Book of Genesis Setting

Where It All Goes Down

The Ancient Near East

We follow the first family all over the place in Genesis, but everything goes down in what we call the Ancient Near East or Ancient Mesopotamia. And we're talking ancient—these stories take place probably around the 1800s BCE. Nowadays—millennia later—this area encompasses Egypt, Israel, Palestine, Lebanon, Syria, Iran, and Iraq.

And as it turns out, Genesis explains the origins of a bunch of different places: Shechem (12:6); Jerusalem (here called Salem) (14:18-19); Beer-lahai-roi (16:14); the wilderness around the Dead Sea (19:24-28); and Bethel (28:19; 35:3). The fancy word for this is etiology, and Genesis is full of it.

The geographic center of the story is of course Canaan.

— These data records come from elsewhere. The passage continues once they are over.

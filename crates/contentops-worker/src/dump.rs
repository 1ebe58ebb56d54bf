//! `mysqldump` backup producer.
//!
//! Runs the dump tool as a child process with stdout redirected into the
//! target file. The password is passed through `MYSQL_PWD` so it never
//! shows up in the process list.

use std::path::{Path, PathBuf};
use std::process::Stdio;

use async_trait::async_trait;
use tokio::process::Command;
use tracing::{debug, error, info};

use contentops_core::config::DatabaseConfig;
use contentops_core::error::{AppError, ErrorKind};
use contentops_core::result::AppResult;
use contentops_core::traits::backup::BackupProducer;

/// Produces logical dumps with `mysqldump` (or a compatible tool).
#[derive(Debug, Clone)]
pub struct MysqldumpProducer {
    command: PathBuf,
    host: String,
    port: u16,
    user: String,
    password: String,
    database: String,
}

impl MysqldumpProducer {
    /// Create a producer invoking `command` against the configured database.
    pub fn new(command: impl Into<PathBuf>, config: &DatabaseConfig) -> Self {
        Self {
            command: command.into(),
            host: config.host.clone(),
            port: config.port,
            user: config.user.clone(),
            password: config.password.clone(),
            database: config.name.clone(),
        }
    }

    /// Command-line arguments for a dump of `tables` (all when empty).
    pub fn args(&self, tables: &[String]) -> Vec<String> {
        let mut args = vec![
            "-h".to_string(),
            self.host.clone(),
            "-P".to_string(),
            self.port.to_string(),
            "-u".to_string(),
            self.user.clone(),
            "--single-transaction".to_string(),
            "--routines".to_string(),
            "--triggers".to_string(),
            self.database.clone(),
        ];
        args.extend(tables.iter().cloned());
        args
    }
}

#[async_trait]
impl BackupProducer for MysqldumpProducer {
    async fn dump(&self, target: &Path, tables: &[String]) -> AppResult<()> {
        if let Some(parent) = target.parent() {
            tokio::fs::create_dir_all(parent).await?;
        }

        let file = std::fs::File::create(target).map_err(|e| {
            AppError::with_source(
                ErrorKind::Backup,
                format!("Cannot create '{}'", target.display()),
                e,
            )
        })?;

        info!(
            command = %self.command.display(),
            database = %self.database,
            tables = tables.len(),
            target = %target.display(),
            "Running database dump"
        );

        let output = Command::new(&self.command)
            .args(self.args(tables))
            .env("MYSQL_PWD", &self.password)
            .stdin(Stdio::null())
            .stdout(Stdio::from(file))
            .stderr(Stdio::piped())
            .kill_on_drop(true)
            .output()
            .await;

        let failure = match output {
            Ok(output) if output.status.success() => {
                debug!(target = %target.display(), "Dump finished");
                return Ok(());
            }
            Ok(output) => {
                let stderr = String::from_utf8_lossy(&output.stderr);
                let code = output.status.code().unwrap_or(-1);
                error!(
                    code,
                    stderr = %stderr.chars().take(500).collect::<String>(),
                    "Database dump failed"
                );
                AppError::backup(format!(
                    "Dump exited with code {code}: {}",
                    stderr.chars().take(2000).collect::<String>().trim()
                ))
            }
            Err(e) => AppError::with_source(
                ErrorKind::Backup,
                format!("Failed to run '{}': {e}", self.command.display()),
                e,
            ),
        };

        if let Err(e) = tokio::fs::remove_file(target).await {
            debug!(error = %e, target = %target.display(), "Could not remove partial dump");
        }
        Err(failure)
    }
}

#[cfg(test)]
mod tests {
    use super::*;
    use tempfile::TempDir;

    fn producer(command: &str) -> MysqldumpProducer {
        let config = DatabaseConfig {
            password: "secret".to_string(),
            ..DatabaseConfig::default()
        };
        MysqldumpProducer::new(command, &config)
    }

    #[test]
    fn test_args_exclude_password() {
        let args = producer("mysqldump").args(&["site1_posts".to_string()]);
        assert_eq!(
            args,
            vec![
                "-h",
                "mysql",
                "-P",
                "3306",
                "-u",
                "content_user",
                "--single-transaction",
                "--routines",
                "--triggers",
                "content_ops",
                "site1_posts",
            ]
        );
        assert!(!args.iter().any(|a| a.contains("secret")));
    }

    #[cfg(unix)]
    #[tokio::test]
    async fn test_successful_command_writes_stdout() {
        let dir = TempDir::new().unwrap();
        let target = dir.path().join("dump.sql");
        producer("echo").dump(&target, &[]).await.unwrap();
        let written = tokio::fs::read_to_string(&target).await.unwrap();
        assert!(written.contains("--single-transaction"));
    }

    #[cfg(unix)]
    #[tokio::test]
    async fn test_failed_command_removes_partial_file() {
        let dir = TempDir::new().unwrap();
        let target = dir.path().join("dump.sql");
        let err = producer("false").dump(&target, &[]).await.unwrap_err();
        assert_eq!(err.kind, ErrorKind::Backup);
        assert!(!target.exists());
    }

    #[tokio::test]
    async fn test_missing_command_is_backup_error() {
        let dir = TempDir::new().unwrap();
        let target = dir.path().join("dump.sql");
        let err = producer("/nonexistent/mysqldump")
            .dump(&target, &[])
            .await
            .unwrap_err();
        assert_eq!(err.kind, ErrorKind::Backup);
        assert!(!target.exists());
    }
}
//! Unified application error types for Content Ops.
//!
//! All crates map their internal errors into [`AppError`] for consistent
//! propagation through the ? operator.

use std::fmt;
use thiserror::Error;

/// Top-level error kind categorization used across the entire application.
#[derive(Debug, Clone, Copy, PartialEq, Eq, Hash, serde::Serialize, serde::Deserialize)]
pub enum ErrorKind {
    /// The requested resource (job, object, file) was not found.
    NotFound,
    /// Input validation failed.
    Validation,
    /// Missing or invalid settings. Fatal at startup.
    Configuration,
    /// The backup producer failed or reported a non-zero exit.
    Backup,
    /// A backup artifact could not be uploaded.
    Upload,
    /// A synchronization step failed and was rolled back.
    Sync,
    /// A database error occurred.
    Database,
    /// An object storage error occurred.
    Storage,
    /// An internal error occurred.
    Internal,
    /// A serialization/deserialization error occurred.
    Serialization,
}

impl fmt::Display for ErrorKind {
    fn fmt(&self, f: &mut fmt::Formatter<'_>) -> fmt::Result {
        match self {
            Self::NotFound => write!(f, "NOT_FOUND"),
            Self::Validation => write!(f, "VALIDATION"),
            Self::Configuration => write!(f, "CONFIGURATION"),
            Self::Backup => write!(f, "BACKUP"),
            Self::Upload => write!(f, "UPLOAD"),
            Self::Sync => write!(f, "SYNC"),
            Self::Database => write!(f, "DATABASE"),
            Self::Storage => write!(f, "STORAGE"),
            Self::Internal => write!(f, "INTERNAL"),
            Self::Serialization => write!(f, "SERIALIZATION"),
        }
    }
}

/// The unified application error used throughout Content Ops.
///
/// Crate-specific errors are mapped into `AppError` using `From` impls
/// or explicit `.map_err()` calls.
#[derive(Debug, Error)]
#[error("{kind}: {message}")]
pub struct AppError {
    /// The category of error.
    pub kind: ErrorKind,
    /// A human-readable error message.
    pub message: String,
    /// Optional underlying cause.
    #[source]
    pub source: Option<Box<dyn std::error::Error + Send + Sync>>,
}

impl AppError {
    /// Create a new application error.
    pub fn new(kind: ErrorKind, message: impl Into<String>) -> Self {
        Self {
            kind,
            message: message.into(),
            source: None,
        }
    }

    /// Create a new application error with an underlying cause.
    pub fn with_source(
        kind: ErrorKind,
        message: impl Into<String>,
        source: impl std::error::Error + Send + Sync + 'static,
    ) -> Self {
        Self {
            kind,
            message: message.into(),
            source: Some(Box::new(source)),
        }
    }

    /// Create a not-found error.
    pub fn not_found(message: impl Into<String>) -> Self {
        Self::new(ErrorKind::NotFound, message)
    }

    /// Create a validation error.
    pub fn validation(message: impl Into<String>) -> Self {
        Self::new(ErrorKind::Validation, message)
    }

    /// Create a configuration error.
    pub fn configuration(message: impl Into<String>) -> Self {
        Self::new(ErrorKind::Configuration, message)
    }

    /// Create a backup error.
    pub fn backup(message: impl Into<String>) -> Self {
        Self::new(ErrorKind::Backup, message)
    }

    /// Create an upload error.
    pub fn upload(message: impl Into<String>) -> Self {
        Self::new(ErrorKind::Upload, message)
    }

    /// Create a sync error.
    pub fn sync(message: impl Into<String>) -> Self {
        Self::new(ErrorKind::Sync, message)
    }

    /// Create a database error.
    pub fn database(message: impl Into<String>) -> Self {
        Self::new(ErrorKind::Database, message)
    }

    /// Create a storage error.
    pub fn storage(message: impl Into<String>) -> Self {
        Self::new(ErrorKind::Storage, message)
    }

    /// Create an internal error.
    pub fn internal(message: impl Into<String>) -> Self {
        Self::new(ErrorKind::Internal, message)
    }

    /// Whether this error is of the given kind.
    pub fn is(&self, kind: ErrorKind) -> bool {
        self.kind == kind
    }
}

impl Clone for AppError {
    fn clone(&self) -> Self {
        Self {
            kind: self.kind,
            message: self.message.clone(),
            source: None,
        }
    }
}

impl From<serde_json::Error> for AppError {
    fn from(err: serde_json::Error) -> Self {
        Self::with_source(
            ErrorKind::Serialization,
            format!("JSON serialization error: {err}"),
            err,
        )
    }
}

impl From<std::io::Error> for AppError {
    fn from(err: std::io::Error) -> Self {
        Self::with_source(ErrorKind::Internal, format!("I/O error: {err}"), err)
    }
}

impl From<config::ConfigError> for AppError {
    fn from(err: config::ConfigError) -> Self {
        Self::with_source(
            ErrorKind::Configuration,
            format!("Configuration error: {err}"),
            err,
        )
    }
}
//! Health status of the external collaborators.

use chrono::{DateTime, Utc};
use serde::{Deserialize, Serialize};

/// Result of one health check cycle. Never cached beyond the cycle.
#[derive(Debug, Clone, Copy, PartialEq, Eq, Serialize, Deserialize)]
pub struct HealthStatus {
    /// `SELECT 1` succeeded against the content database.
    pub database_reachable: bool,
    /// A one-key listing succeeded against the object store.
    pub storage_reachable: bool,
    /// When the check ran.
    pub checked_at: DateTime<Utc>,
}

impl HealthStatus {
    /// Both collaborators reachable.
    pub fn is_healthy(&self) -> bool {
        self.database_reachable && self.storage_reachable
    }
}
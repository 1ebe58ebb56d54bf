//! Scheduled retention cleanup of local and remote backups.

use async_trait::async_trait;
use serde_json::Value;

use crate::backup::BackupManager;
use crate::executor::{JobAction, JobExecutionError};

/// Prunes local artifacts and uploaded backups past the retention window.
///
/// Best-effort: individual deletion failures are logged and counted, and
/// the job still reports success.
#[derive(Debug)]
pub struct CleanupJob {
    manager: BackupManager,
}

impl CleanupJob {
    /// Create a cleanup job
    pub fn new(manager: BackupManager) -> Self {
        Self { manager }
    }
}

#[async_trait]
impl JobAction for CleanupJob {
    async fn run(&self) -> Result<Option<Value>, JobExecutionError> {
        tracing::info!("Starting scheduled cleanup job");

        let retention_days = self.manager.retention_days();
        let local = self.manager.cleanup_old_backups(retention_days).await;
        let remote_deleted = self.manager.cleanup_remote_backups(retention_days).await;

        tracing::info!(
            local_deleted = local.deleted,
            local_failed = local.failed,
            remote_deleted,
            "Scheduled cleanup job completed"
        );

        Ok(Some(serde_json::json!({
            "task": "cleanup",
            "retention_days": retention_days,
            "local_deleted": local.deleted,
            "local_failed": local.failed,
            "remote_deleted": remote_deleted,
        })))
    }
}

The promised land.

One way to think about Genesis-geography is to trace the protagonists who enter and exit the land. Why? Well, they're supposed to possess it (God shoves that one down our throats), but they're all basically immigrants. Abraham and Isaac are forced to go elsewhere when famine strikes (12:10; 26:1), and Jacob flees from Esau to the east of Canaan and then moves to Egypt to escape—you guessed it—another terrible famine.

In Jacob's case, significant divine epiphanies mark his exits and re-entries (check 'em out: 28:10-22; 32:23-33; 46:1-7). The setting dramatizes the tension between divine promise and human reality. And despite all the big promises, the patriarchs remain immigrants, exiles, or refugees until the very end.